(Provided information Opens)

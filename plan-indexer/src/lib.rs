//! # Plan Indexer
//!
//! Stores plans in the primary key-value store and keeps the search index in
//! step with them through the replication pipeline.
//!
//! This crate provides the configuration, dependency wiring and logging setup
//! for the indexer binary, and the [`PlanService`] write path that publishes
//! every mutation.

pub mod config;
pub mod observability;
pub mod service;

pub use config::{Dependencies, Settings};
pub use service::{Fetched, PlanService, ServiceError};

use thiserror::Error;

/// Errors that can occur during indexer initialization or execution.
#[derive(Error, Debug)]
pub enum IndexerError {
    /// Configuration error.
    #[error("Configuration error: {0}")]
    ConfigError(String),

    /// Pipeline error.
    #[error("Pipeline error: {0}")]
    PipelineError(#[from] plan_indexer_pipeline::PipelineError),

    /// Search index error.
    #[error("Search index error: {0}")]
    SearchIndexError(#[from] plan_indexer_repository::SearchIndexError),
}

impl IndexerError {
    /// Create a configuration error.
    pub fn config(msg: impl Into<String>) -> Self {
        Self::ConfigError(msg.into())
    }
}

(Provided information Closes)

What needs to be done: Your task is to reproduce exactly the lines from the one with "pub mod service;" through the end of the listing. Both ends belong in the answer.

Answer for this exercise:
pub mod service;

pub use config::{Dependencies, Settings};
pub use service::{Fetched, PlanService, ServiceError};

use thiserror::Error;

/// Errors that can occur during indexer initialization or execution.
#[derive(Error, Debug)]
pub enum IndexerError {
    /// Configuration error.
    #[error("Configuration error: {0}")]
    ConfigError(String),

    /// Pipeline error.
    #[error("Pipeline error: {0}")]
    PipelineError(#[from] plan_indexer_pipeline::PipelineError),

    /// Search index error.
    #[error("Search index error: {0}")]
    SearchIndexError(#[from] plan_indexer_repository::SearchIndexError),
}

impl IndexerError {
    /// Create a configuration error.
    pub fn config(msg: impl Into<String>) -> Self {
        Self::ConfigError(msg.into())
    }
}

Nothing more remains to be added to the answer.